Gillen took issue with the "half-hearted" inclusions of turrets and vehicles. Geson Hatchett of Hardcore Gamer questioned the turrets' usefulness as being stationary exposed the player to greater threats. Tom Orry of VideoGamer.com further lamented that some turret sections lasted too long. Accardo found fun in the vehicles, lamenting only that they were used too rarely. Butts similarly bemoaned that the rollerball did not last enough for its entertainment value to become obvious. While Pullman highlighted the rollerball as the sole fun vehicle, Kasavin felt that none alleviated the level design's monotony. Tan considered the vehicles unimaginative and poorly implemented, and the Official Xbox Magazine editors criticised their handling. In contrast, Hopper and Leeper liked both the vehicles and turrets. Kasavin further criticised the Xbox aim assist for taking away from the challenge while also being required as the game was otherwise too difficult. PALGNs Luke Van Leuveren, on the other hand, called the feature a "godsend". Of the multiplayer aspects, Accardo presented the cooperative campaign as one of the highlights, although Tan and Butts lamented the lack of a split-screen option. Butts, D'Aprile, and the Official Xbox Magazine editors were disappointed by the lack of a deathmatch mode at the time of release.
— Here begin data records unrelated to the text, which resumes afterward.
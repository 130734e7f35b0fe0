//! State-refresh poller
//!
//! Repeatedly asks a [`StateRefresher`] for the current lifecycle label until
//! it lands in the target set, with exponential backoff between checks and an
//! overall timeout.

use std::time::Duration;

use async_trait::async_trait;
use thiserror::Error;

use crate::error::{LifecycleError, LifecycleResult};
use crate::lifecycle::StateTransition;
use crate::timeouts::format_duration;

/// First wait between checks when no poll interval is set
const INITIAL_BACKOFF: Duration = Duration::from_millis(100);
/// Cap for the exponential backoff
const MAX_BACKOFF: Duration = Duration::from_secs(10);
/// Poll intervals above this are ignored in favour of the backoff
const MAX_POLL_INTERVAL: Duration = Duration::from_secs(180);

pub const DEFAULT_NOT_FOUND_CHECKS: u32 = 20;

/// Source of lifecycle labels
#[async_trait]
pub trait StateRefresher: Send {
    /// Current label, or `None` while the resource is not visible
    async fn refresh(&mut self) -> LifecycleResult<Option<String>>;
}

#[derive(Debug, Error)]
pub enum WaitError {
    #[error(
        "timeout while waiting for state to become '{}' (last state: '{last_state}', timeout: {})",
        .expected.join(", "),
        format_duration(.timeout)
    )]
    Timeout {
        last_state: String,
        expected: Vec<String>,
        timeout: Duration,
    },

    #[error("unexpected state '{state}', wanted target '{}'", .expected.join(", "))]
    UnexpectedState { state: String, expected: Vec<String> },

    #[error("couldn't find resource ({checks} retries)")]
    NotFound { checks: u32 },

    #[error(transparent)]
    Refresh(LifecycleError),
}

impl WaitError {
    /// Attach the identifier of the resource being polled
    pub fn for_resource(self, identifier: &str) -> LifecycleError {
        let identifier = identifier.to_string();
        match self {
            WaitError::Timeout {
                last_state,
                expected,
                timeout,
            } => LifecycleError::Timeout {
                identifier,
                last_state,
                expected,
                timeout,
            },
            WaitError::UnexpectedState { state, expected } => LifecycleError::UnexpectedState {
                identifier,
                state,
                expected,
            },
            WaitError::NotFound { checks } => LifecycleError::NotFound { identifier, checks },
            WaitError::Refresh(e) => e,
        }
    }
}

/// Description of one wait: which labels to wait through and for how long
#[derive(Debug, Clone)]
pub struct StateChangeConf {
    pub pending: Vec<String>,
    pub target: Vec<String>,
    pub timeout: Duration,
    /// Wait before the first check
    pub delay: Duration,
    /// Smallest wait between checks
    pub min_timeout: Duration,
    /// Fixed wait between checks, overriding the backoff
    pub poll_interval: Option<Duration>,
    /// Consecutive "not visible" results tolerated before giving up
    pub not_found_checks: u32,
    /// Consecutive target observations required before finishing
    pub continuous_target_occurrence: u32,
}

impl StateChangeConf {
    pub fn new(transition: &StateTransition, timeout: Duration) -> Self {
        Self {
            pending: transition.pending().to_vec(),
            target: transition.target().to_vec(),
            timeout,
            delay: Duration::ZERO,
            min_timeout: Duration::ZERO,
            poll_interval: None,
            not_found_checks: DEFAULT_NOT_FOUND_CHECKS,
            continuous_target_occurrence: 1,
        }
    }

    pub fn with_delay(mut self, delay: Duration) -> Self {
        self.delay = delay;
        self
    }

    pub fn with_min_timeout(mut self, min_timeout: Duration) -> Self {
        self.min_timeout = min_timeout;
        self
    }

    pub fn with_poll_interval(mut self, interval: Duration) -> Self {
        self.poll_interval = Some(interval);
        self
    }

    pub fn with_not_found_checks(mut self, checks: u32) -> Self {
        self.not_found_checks = checks;
        self
    }

    pub fn with_continuous_target_occurrence(mut self, occurrences: u32) -> Self {
        self.continuous_target_occurrence = occurrences;
        self
    }

    /// Poll until a target label is observed; returns that label
    pub async fn wait_for_state<R>(&self, refresher: &mut R) -> Result<String, WaitError>
    where
        R: StateRefresher + ?Sized,
    {
        let mut last_state = String::new();
        let outcome = tokio::time::timeout(self.timeout, self.poll(refresher, &mut last_state)).await;

        match outcome {
            Ok(result) => result,
            Err(_) => {
                log::warn!(
                    "gave up waiting for [{}] after {} (last state: '{}')",
                    self.target.join(", "),
                    format_duration(&self.timeout),
                    last_state
                );
                Err(WaitError::Timeout {
                    last_state,
                    expected: self.target.clone(),
                    timeout: self.timeout,
                })
            }
        }
    }

    async fn poll<R>(&self, refresher: &mut R, last_state: &mut String) -> Result<String, WaitError>
    where
        R: StateRefresher + ?Sized,
    {
        if !self.delay.is_zero() {
            tokio::time::sleep(self.delay).await;
        }

        let mut backoff = INITIAL_BACKOFF;
        let mut not_found_ticks = 0u32;
        let mut target_occurrence = 0u32;
        let mut attempt = 0u32;

        loop {
            attempt += 1;
            match refresher.refresh().await.map_err(WaitError::Refresh)? {
                None => {
                    target_occurrence = 0;
                    not_found_ticks += 1;
                    if not_found_ticks > self.not_found_checks {
                        return Err(WaitError::NotFound {
                            checks: not_found_ticks,
                        });
                    }
                    log::debug!("resource not visible yet (check {})", not_found_ticks);
                }
                Some(state) => {
                    not_found_ticks = 0;
                    *last_state = state.clone();

                    if self.target.contains(&state) {
                        target_occurrence += 1;
                        if target_occurrence >= self.continuous_target_occurrence.max(1) {
                            log::debug!("reached state '{}' after {} checks", state, attempt);
                            return Ok(state);
                        }
                    } else if self.pending.is_empty() || self.pending.contains(&state) {
                        target_occurrence = 0;
                    } else {
                        return Err(WaitError::UnexpectedState {
                            state,
                            expected: self.target.clone(),
                        });
                    }
                    log::debug!("state '{}' (check {}), still waiting", state, attempt);
                }
            }

            tokio::time::sleep(self.next_wait(&mut backoff)).await;
        }
    }

    fn next_wait(&self, backoff: &mut Duration) -> Duration {
        if let Some(interval) = self
            .poll_interval
            .filter(|i| !i.is_zero() && *i <= MAX_POLL_INTERVAL)
        {
            return interval;
        }
        let wait = if *backoff < self.min_timeout {
            self.min_timeout
        } else {
            (*backoff).min(MAX_BACKOFF)
        };
        *backoff = backoff.saturating_mul(2);
        wait
    }
}
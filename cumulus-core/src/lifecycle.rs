//! Lifecycle capabilities - the contracts a per-resource adapter implements
//!
//! Every adapter implements [`ResourceCrud`]; the verb traits are implemented
//! only for the operations the resource supports. Optional behaviour (state
//! polling, serialization, extra waits, metrics) is declared up front through
//! [`Capabilities`] rather than discovered at runtime.

use std::fmt;
use std::sync::Arc;
use std::time::Duration;

use async_trait::async_trait;
use tokio::sync::Mutex;

use crate::error::{LifecycleError, LifecycleResult};
use crate::metrics::MetricsSink;
use crate::resource::ResourceData;

/// Terminal label the control plane reports for an unsuccessful operation
pub const FAILED: &str = "FAILED";
/// Terminal label of a successful work request
pub const SUCCEEDED: &str = "SUCCEEDED";
pub const CANCELED: &str = "CANCELED";

/// Ordered pending and target label sets for one asynchronous transition
#[derive(Debug, Clone, PartialEq, Eq)]
pub struct StateTransition {
    pending: Vec<String>,
    target: Vec<String>,
}

impl StateTransition {
    /// Fails when a label appears in both sets or the target set is empty
    pub fn new<P, T>(pending: P, target: T) -> LifecycleResult<Self>
    where
        P: IntoIterator,
        P::Item: Into<String>,
        T: IntoIterator,
        T::Item: Into<String>,
    {
        let pending: Vec<String> = pending.into_iter().map(Into::into).collect();
        let target: Vec<String> = target.into_iter().map(Into::into).collect();

        if target.is_empty() {
            return Err(LifecycleError::config("state transition needs a target state"));
        }
        if let Some(overlap) = pending.iter().find(|p| target.contains(*p)) {
            return Err(LifecycleError::config(format!(
                "state '{}' is both pending and target",
                overlap
            )));
        }
        Ok(Self { pending, target })
    }

    pub fn pending(&self) -> &[String] {
        &self.pending
    }

    pub fn target(&self) -> &[String] {
        &self.target
    }

    pub fn is_target(&self, state: &str) -> bool {
        self.target.iter().any(|t| t == state)
    }
}

/// Lock shared by every adapter instance whose remote calls must not overlap
pub type SharedMutex = Arc<Mutex<()>>;

/// Optional behaviour an adapter declares
#[derive(Clone, Default)]
pub struct Capabilities {
    pub created: Option<StateTransition>,
    pub updated: Option<StateTransition>,
    pub deleted: Option<StateTransition>,
    pub mutex: Option<SharedMutex>,
    pub extra_wait_post_create_delete: Option<Duration>,
    pub extra_wait_post_delete: Option<Duration>,
    /// Fixed wait between state checks instead of exponential backoff
    pub poll_interval: Option<Duration>,
    pub metrics: Option<Arc<dyn MetricsSink>>,
}

impl Capabilities {
    pub fn new() -> Self {
        Self::default()
    }

    pub fn created(mut self, transition: StateTransition) -> Self {
        self.created = Some(transition);
        self
    }

    pub fn updated(mut self, transition: StateTransition) -> Self {
        self.updated = Some(transition);
        self
    }

    pub fn deleted(mut self, transition: StateTransition) -> Self {
        self.deleted = Some(transition);
        self
    }

    pub fn mutex(mut self, mutex: SharedMutex) -> Self {
        self.mutex = Some(mutex);
        self
    }

    pub fn extra_wait_post_create_delete(mut self, wait: Duration) -> Self {
        self.extra_wait_post_create_delete = Some(wait);
        self
    }

    pub fn extra_wait_post_delete(mut self, wait: Duration) -> Self {
        self.extra_wait_post_delete = Some(wait);
        self
    }

    pub fn poll_interval(mut self, interval: Duration) -> Self {
        self.poll_interval = Some(interval);
        self
    }

    pub fn metrics(mut self, sink: Arc<dyn MetricsSink>) -> Self {
        self.metrics = Some(sink);
        self
    }

    /// Wait applied after a successful delete
    pub fn post_delete_wait(&self) -> Option<Duration> {
        self.extra_wait_post_delete
            .or(self.extra_wait_post_create_delete)
    }
}

impl fmt::Debug for Capabilities {
    fn fmt(&self, f: &mut fmt::Formatter<'_>) -> fmt::Result {
        f.debug_struct("Capabilities")
            .field("created", &self.created)
            .field("updated", &self.updated)
            .field("deleted", &self.deleted)
            .field("mutex", &self.mutex.is_some())
            .field("extra_wait_post_create_delete", &self.extra_wait_post_create_delete)
            .field("extra_wait_post_delete", &self.extra_wait_post_delete)
            .field("poll_interval", &self.poll_interval)
            .field("metrics", &self.metrics.is_some())
            .finish()
    }
}

/// Operations every adapter supports
#[async_trait]
pub trait ResourceCrud: Send {
    /// Resource type name (e.g., "sim_core_vcn")
    fn type_name(&self) -> &'static str;

    /// The configuration store this invocation works on
    fn data(&self) -> &ResourceData;

    fn data_mut(&mut self) -> &mut ResourceData;

    /// Identifier of the remote resource, if known
    ///
    /// Defaults to the store's identity; adapters prefer the identifier of the
    /// last fetched representation.
    fn id(&self) -> Option<String> {
        let data = self.data();
        data.has_id().then(|| data.id().to_string())
    }

    /// Fetch the remote representation and remember it
    async fn get(&mut self) -> LifecycleResult<()>;

    /// Copy the last fetched representation into the configuration store
    ///
    /// Idempotent; does nothing when nothing has been fetched yet.
    fn set_data(&mut self) -> LifecycleResult<()>;

    /// Mark the resource as no longer existing
    fn void_state(&mut self) {
        self.data_mut().void();
    }

    /// Last known lifecycle label
    fn state(&self) -> Option<String> {
        None
    }

    /// Error detail the control plane attached to a FAILED resource
    fn failure_message(&self) -> Option<String> {
        None
    }

    fn capabilities(&self) -> Capabilities {
        Capabilities::default()
    }
}

#[async_trait]
pub trait ResourceCreator: ResourceCrud {
    async fn create(&mut self) -> LifecycleResult<()>;
}

#[async_trait]
pub trait ResourceUpdater: ResourceCrud {
    async fn update(&mut self) -> LifecycleResult<()>;
}

#[async_trait]
pub trait ResourceDeleter: ResourceCrud {
    async fn delete(&mut self) -> LifecycleResult<()>;
}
According to Tim Wapshott of The Times, "the experience is convincingly upbeat thanks to the game's droll sense of humour". Van Leuveren specified that "whilst there are some genuinely humorous moments during the game, the humour is only spot on about half the time". Orry, Leeper, and Kasavin disliked the jokes overall. Eliot Fish wrote in The Sydney Morning Herald that Serious Sam II made "the mistake of assuming that bigger is always better", adding that "The first Serious Sam was tongue-in-cheek but this sequel crosses the line into obnoxiousness." Conversely, Butts considered NETRICSA's comments "genuinely funny" and Helgeson described character dialogues as "loveably cheesy". The Official Xbox Magazine editors enjoyed the mocking references to other games, which Shuman considered the biggest asset. Accardo and Tan felt that the plot was solely an excuse for the ensuing action. While Leeper said that he could not complain about the voice actors, Hopper found them "very cheesy" and annoying, even given the tone. Leeper commended the use of audio cues, and D'Aprile and Todd described the soundtrack as "forgettable" and "unique", respectively.

Aggregate score
| Aggregator | Score |  |
| PC | Xbox |
| Metacritic | 74/100 | 72/100 |

Review scores
| Publication | Score |  |
| PC | Xbox |
| Computer Gaming World | 4.5/5 | N/A |
| Eurogamer | 7/10 | N/A |
| GamePro | N/A | 4.0/5 |
| GameSpot | 6.9/10 | 6.6/10 |
| GameSpy | 3.5/5 | 3.5/5 |
| GameZone | 8.0/10 | N/A |
| IGN | 8.2/10 | 8/10 |
| PALGN | N/A | 7.0/10 |
| PC Gamer (US) | 75% | N/A |
| X-Play | 4/5 | N/A |

== Legacy ==
The change to a cartoonish art style and comedic tone were divisive among fans of the series. The subsequent entry, Serious Sam 3: BFE, became a prequel to The First Encounter instead of continuing Serious Sam IIs story. According to Ribarić, Croteam considered it important to "build upon the existing Serious Sam legend and expand on some of Sam's earlier adventures to explain how in the hell he got into the situations you've already played through". In October 2011, the company stated plans to remake Serious Sam II with overhauled graphics and gameplay "to make it like it should have been", despite the positive feedback garnered from fans over the years. Devolver Digital, Croteam's later publishing partner, re-released Serious Sam II digitally via Steam on 31 January 2012. The release remained mostly unaltered to not disappoint the existing fanbase. It was updated in June 2014 to replace the defunct GameSpy networking component with Steam's Steamworks. In March 2021, as part of the series's 20th-anniversary celebrations, a major update largely developed by the community member Nathan "DwK" Brown introduced two further weapons, dual wield for all guns, and twelve previously unreleased multiplayer maps, among bug fixes and minor gameplay changes. Brown also added his mod InSamnity! 2 to the game. Another major update came with the game's 20th anniversary in October 2025, implementing reworked HUD textures and the Renovation mod that enacts various visual enhancements. Achievements were added in February 2026.